_Work order:_
Output the listing below verbatim.
▼
//! wes-exporter: Prometheus exporter for WES energy servers.

mod commands;

use clap::{Args, Parser, Subcommand};

#[derive(Parser)]
#[command(name = "wes-exporter")]
#[command(about = "wes-exporter: Prometheus exporter for WES energy servers")]
#[command(version = wes_exporter_core::VERSION)]
struct Cli {
    #[command(subcommand)]
    command: Commands,
}

/// How to reach and read the device.
#[derive(Args, Debug, Clone)]
pub struct DeviceArgs {
    /// Device hostname or IP address
    #[arg(long, env = "WES_HOST", default_value = "192.168.0.200")]
    pub device_host: String,

    /// Device HTTP port, used to build the device URL from --device-host
    #[arg(long, env = "APP_PORT", default_value = "80")]
    pub app_port: u16,

    /// Full device base URL (overrides --device-host and --app-port)
    #[arg(long, env = "WES_URL")]
    pub device_url: Option<String>,

    /// Basic auth user
    #[arg(long, env = "WES_USER", default_value = "admin")]
    pub user: String,

    /// Basic auth password
    #[arg(long, env = "WES_PASSWORD", default_value = "wes", hide_env_values = true)]
    pub password: String,

    /// Structured field holding the mains voltage, as `section.field`
    #[arg(long, env = "WES_VOLTAGE_FIELD", default_value = "pince.V")]
    pub voltage_field: String,

    /// Fail a cycle when the diagnostics page has more matches than clamps
    #[arg(long, env = "WES_STRICT_CLAMP_COUNT")]
    pub strict_clamp_count: bool,

    /// Per-request timeout in seconds (none by default)
    #[arg(long, env = "WES_REQUEST_TIMEOUT_SECONDS")]
    pub request_timeout: Option<f64>,
}

#[derive(Subcommand)]
enum Commands {
    /// Poll the device and serve the readings on /metrics
    Serve {
        #[command(flatten)]
        device: DeviceArgs,

        /// Seconds to wait between the end of one poll and the start of the next
        #[arg(long, env = "POLLING_INTERVAL_SECONDS", default_value = "2")]
        interval: f64,

        /// Port to listen on
        #[arg(long, env = "EXPORTER_PORT", default_value = "9877")]
        port: u16,

        /// Bind address
        #[arg(long, env = "EXPORTER_HOST", default_value = "0.0.0.0")]
        host: String,
    },

    /// Run a single poll cycle and print the exposition text
    Probe {
        #[command(flatten)]
        device: DeviceArgs,
    },
}

fn main() {
    let cli = Cli::parse();
    env_logger::Builder::from_env(env_logger::Env::default().default_filter_or("info")).init();

    let outcome = match cli.command {
        Commands::Serve {
            device,
            interval,
            port,
            host,
        } => commands::serve::run(&device, interval, &host, port),
        Commands::Probe { device } => commands::probe::run(&device),
    };

    if let Err(e) = outcome {
        eprintln!("Error: {e}");
        std::process::exit(1);
    }
}
//! Clamp measurements mined from the diagnostics page (`PCEVAL.CGX`).
//!
//! The page carries no channel identifiers. Each quantity is found by its own
//! pattern and the n-th occurrence belongs to clamp channel n, so occurrence
//! order in the document is the channel mapping.

use std::sync::LazyLock;

use regex::Regex;

use crate::error::{Error, Result};

/// Number of clamp channels on the device.
pub const CLAMP_CHANNELS: usize = 4;

static AMPS: LazyLock<Regex> =
    LazyLock::new(|| Regex::new(r"<value>\s*(-?[0-9.]+) A\s*</value>").expect("static regex"));
static WATTS_COSPHI: LazyLock<Regex> = LazyLock::new(|| {
    Regex::new(r"<value>\s*(-?[0-9.]+) W cos phi (-?[0-9.]+)\s*</value>").expect("static regex")
});
static KWH: LazyLock<Regex> =
    LazyLock::new(|| Regex::new(r"<value>\s*(-?[0-9.]+) kWh\s*</value>").expect("static regex"));

/// Text-derived values for one clamp channel.
#[derive(Debug, Clone, Copy, PartialEq)]
pub struct ClampText {
    pub amps: f64,
    pub watts: f64,
    pub cos_phi: f64,
    pub kwh: f64,
}

/// The three ordered sequences found in one diagnostics page.
#[derive(Debug, Clone, Default, PartialEq)]
pub struct DiagnosticsReadings {
    pub amps: Vec<f64>,
    pub watts_cosphi: Vec<(f64, f64)>,
    pub kwh: Vec<f64>,
}

impl DiagnosticsReadings {
    /// Values at position `channel - 1` of each sequence (`channel` is 1-based).
    pub fn channel(&self, channel: usize) -> Result<ClampText> {
        let out_of_range = || {
            Error::Extraction(format!(
                "no diagnostics values for clamp channel {channel} (amps: {}, watts/cos phi: {}, kWh: {})",
                self.amps.len(),
                self.watts_cosphi.len(),
                self.kwh.len()
            ))
        };
        let i = channel.checked_sub(1).ok_or_else(out_of_range)?;
        let amps = *self.amps.get(i).ok_or_else(out_of_range)?;
        let (watts, cos_phi) = *self.watts_cosphi.get(i).ok_or_else(out_of_range)?;
        let kwh = *self.kwh.get(i).ok_or_else(out_of_range)?;
        Ok(ClampText {
            amps,
            watts,
            cos_phi,
            kwh,
        })
    }

    fn counts(&self) -> [usize; 3] {
        [self.amps.len(), self.watts_cosphi.len(), self.kwh.len()]
    }
}

/// Pattern extractor for the diagnostics page.
#[derive(Debug, Clone)]
pub struct Extractor {
    channels: usize,
    strict_counts: bool,
}

impl Default for Extractor {
    fn default() -> Self {
        Self::new(CLAMP_CHANNELS)
    }
}

impl Extractor {
    /// Extractor requiring at least `channels` occurrences of each pattern.
    pub fn new(channels: usize) -> Self {
        Self {
            channels,
            strict_counts: false,
        }
    }

    /// Reject pages whose three sequences have different lengths instead of
    /// only logging them.
    pub fn strict_counts(mut self, strict: bool) -> Self {
        self.strict_counts = strict;
        self
    }

    pub fn extract(&self, text: &str) -> Result<DiagnosticsReadings> {
        let readings = DiagnosticsReadings {
            amps: AMPS
                .captures_iter(text)
                .map(|c| parse_match(&c[1], "A"))
                .collect::<Result<_>>()?,
            watts_cosphi: WATTS_COSPHI
                .captures_iter(text)
                .map(|c| Ok((parse_match(&c[1], "W")?, parse_match(&c[2], "cos phi")?)))
                .collect::<Result<_>>()?,
            kwh: KWH
                .captures_iter(text)
                .map(|c| parse_match(&c[1], "kWh"))
                .collect::<Result<_>>()?,
        };

        let [amps, watts, kwh] = readings.counts();
        if amps < self.channels || watts < self.channels || kwh < self.channels {
            return Err(Error::Extraction(format!(
                "expected at least {} clamp readings, found amps: {amps}, watts/cos phi: {watts}, kWh: {kwh}",
                self.channels
            )));
        }
        if amps != watts || watts != kwh {
            let message = format!(
                "clamp reading counts differ (amps: {amps}, watts/cos phi: {watts}, kWh: {kwh}); channel mapping may be shifted"
            );
            if self.strict_counts {
                return Err(Error::Extraction(message));
            }
            log::warn!("{message}");
        }
        Ok(readings)
    }
}

fn parse_match(raw: &str, unit: &str) -> Result<f64> {
    raw.parse::<f64>()
        .map_err(|_| Error::Extraction(format!("unparsable {unit} value {raw:?}")))
}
▲
_Your solution:_
//! wes-exporter: Prometheus exporter for WES energy servers.

mod commands;

use clap::{Args, Parser, Subcommand};

#[derive(Parser)]
#[command(name = "wes-exporter")]
#[command(about = "wes-exporter: Prometheus exporter for WES energy servers")]
#[command(version = wes_exporter_core::VERSION)]
struct Cli {
    #[command(subcommand)]
    command: Commands,
}

/// How to reach and read the device.
#[derive(Args, Debug, Clone)]
pub struct DeviceArgs {
    /// Device hostname or IP address
    #[arg(long, env = "WES_HOST", default_value = "192.168.0.200")]
    pub device_host: String,

    /// Device HTTP port, used to build the device URL from --device-host
    #[arg(long, env = "APP_PORT", default_value = "80")]
    pub app_port: u16,

    /// Full device base URL (overrides --device-host and --app-port)
    #[arg(long, env = "WES_URL")]
    pub device_url: Option<String>,

    /// Basic auth user
    #[arg(long, env = "WES_USER", default_value = "admin")]
    pub user: String,

    /// Basic auth password
    #[arg(long, env = "WES_PASSWORD", default_value = "wes", hide_env_values = true)]
    pub password: String,

    /// Structured field holding the mains voltage, as `section.field`
    #[arg(long, env = "WES_VOLTAGE_FIELD", default_value = "pince.V")]
    pub voltage_field: String,

    /// Fail a cycle when the diagnostics page has more matches than clamps
    #[arg(long, env = "WES_STRICT_CLAMP_COUNT")]
    pub strict_clamp_count: bool,

    /// Per-request timeout in seconds (none by default)
    #[arg(long, env = "WES_REQUEST_TIMEOUT_SECONDS")]
    pub request_timeout: Option<f64>,
}

#[derive(Subcommand)]
enum Commands {
    /// Poll the device and serve the readings on /metrics
    Serve {
        #[command(flatten)]
        device: DeviceArgs,

        /// Seconds to wait between the end of one poll and the start of the next
        #[arg(long, env = "POLLING_INTERVAL_SECONDS", default_value = "2")]
        interval: f64,

        /// Port to listen on
        #[arg(long, env = "EXPORTER_PORT", default_value = "9877")]
        port: u16,

        /// Bind address
        #[arg(long, env = "EXPORTER_HOST", default_value = "0.0.0.0")]
        host: String,
    },

    /// Run a single poll cycle and print the exposition text
    Probe {
        #[command(flatten)]
        device: DeviceArgs,
    },
}

fn main() {
    let cli = Cli::parse();
    env_logger::Builder::from_env(env_logger::Env::default().default_filter_or("info")).init();

    let outcome = match cli.command {
        Commands::Serve {
            device,
            interval,
            port,
            host,
        } => commands::serve::run(&device, interval, &host, port),
        Commands::Probe { device } => commands::probe::run(&device),
    };

    if let Err(e) = outcome {
        eprintln!("Error: {e}");
        std::process::exit(1);
    }
}
//! Clamp measurements mined from the diagnostics page (`PCEVAL.CGX`).
//!
//! The page carries no channel identifiers. Each quantity is found by its own
//! pattern and the n-th occurrence belongs to clamp channel n, so occurrence
//! order in the document is the channel mapping.

use std::sync::LazyLock;

use regex::Regex;

use crate::error::{Error, Result};

/// Number of clamp channels on the device.
pub const CLAMP_CHANNELS: usize = 4;

static AMPS: LazyLock<Regex> =
    LazyLock::new(|| Regex::new(r"<value>\s*(-?[0-9.]+) A\s*</value>").expect("static regex"));
static WATTS_COSPHI: LazyLock<Regex> = LazyLock::new(|| {
    Regex::new(r"<value>\s*(-?[0-9.]+) W cos phi (-?[0-9.]+)\s*</value>").expect("static regex")
});
static KWH: LazyLock<Regex> =
    LazyLock::new(|| Regex::new(r"<value>\s*(-?[0-9.]+) kWh\s*</value>").expect("static regex"));

/// Text-derived values for one clamp channel.
#[derive(Debug, Clone, Copy, PartialEq)]
pub struct ClampText {
    pub amps: f64,
    pub watts: f64,
    pub cos_phi: f64,
    pub kwh: f64,
}

/// The three ordered sequences found in one diagnostics page.
#[derive(Debug, Clone, Default, PartialEq)]
pub struct DiagnosticsReadings {
    pub amps: Vec<f64>,
    pub watts_cosphi: Vec<(f64, f64)>,
    pub kwh: Vec<f64>,
}

impl DiagnosticsReadings {
    /// Values at position `channel - 1` of each sequence (`channel` is 1-based).
    pub fn channel(&self, channel: usize) -> Result<ClampText> {
        let out_of_range = || {
            Error::Extraction(format!(
                "no diagnostics values for clamp channel {channel} (amps: {}, watts/cos phi: {}, kWh: {})",
                self.amps.len(),
                self.watts_cosphi.len(),
                self.kwh.len()
            ))
        };
        let i = channel.checked_sub(1).ok_or_else(out_of_range)?;
        let amps = *self.amps.get(i).ok_or_else(out_of_range)?;
        let (watts, cos_phi) = *self.watts_cosphi.get(i).ok_or_else(out_of_range)?;
        let kwh = *self.kwh.get(i).ok_or_else(out_of_range)?;
        Ok(ClampText {
            amps,
            watts,
            cos_phi,
            kwh,
        })
    }

    fn counts(&self) -> [usize; 3] {
        [self.amps.len(), self.watts_cosphi.len(), self.kwh.len()]
    }
}

/// Pattern extractor for the diagnostics page.
#[derive(Debug, Clone)]
pub struct Extractor {
    channels: usize,
    strict_counts: bool,
}

impl Default for Extractor {
    fn default() -> Self {
        Self::new(CLAMP_CHANNELS)
    }
}

impl Extractor {
    /// Extractor requiring at least `channels` occurrences of each pattern.
    pub fn new(channels: usize) -> Self {
        Self {
            channels,
            strict_counts: false,
        }
    }

    /// Reject pages whose three sequences have different lengths instead of
    /// only logging them.
    pub fn strict_counts(mut self, strict: bool) -> Self {
        self.strict_counts = strict;
        self
    }

    pub fn extract(&self, text: &str) -> Result<DiagnosticsReadings> {
        let readings = DiagnosticsReadings {
            amps: AMPS
                .captures_iter(text)
                .map(|c| parse_match(&c[1], "A"))
                .collect::<Result<_>>()?,
            watts_cosphi: WATTS_COSPHI
                .captures_iter(text)
                .map(|c| Ok((parse_match(&c[1], "W")?, parse_match(&c[2], "cos phi")?)))
                .collect::<Result<_>>()?,
            kwh: KWH
                .captures_iter(text)
                .map(|c| parse_match(&c[1], "kWh"))
                .collect::<Result<_>>()?,
        };

        let [amps, watts, kwh] = readings.counts();
        if amps < self.channels || watts < self.channels || kwh < self.channels {
            return Err(Error::Extraction(format!(
                "expected at least {} clamp readings, found amps: {amps}, watts/cos phi: {watts}, kWh: {kwh}",
                self.channels
            )));
        }
        if amps != watts || watts != kwh {
            let message = format!(
                "clamp reading counts differ (amps: {amps}, watts/cos phi: {watts}, kWh: {kwh}); channel mapping may be shifted"
            );
            if self.strict_counts {
                return Err(Error::Extraction(message));
            }
            log::warn!("{message}");
        }
        Ok(readings)
    }
}

fn parse_match(raw: &str, unit: &str) -> Result<f64> {
    raw.parse::<f64>()
        .map_err(|_| Error::Extraction(format!("unparsable {unit} value {raw:?}")))
}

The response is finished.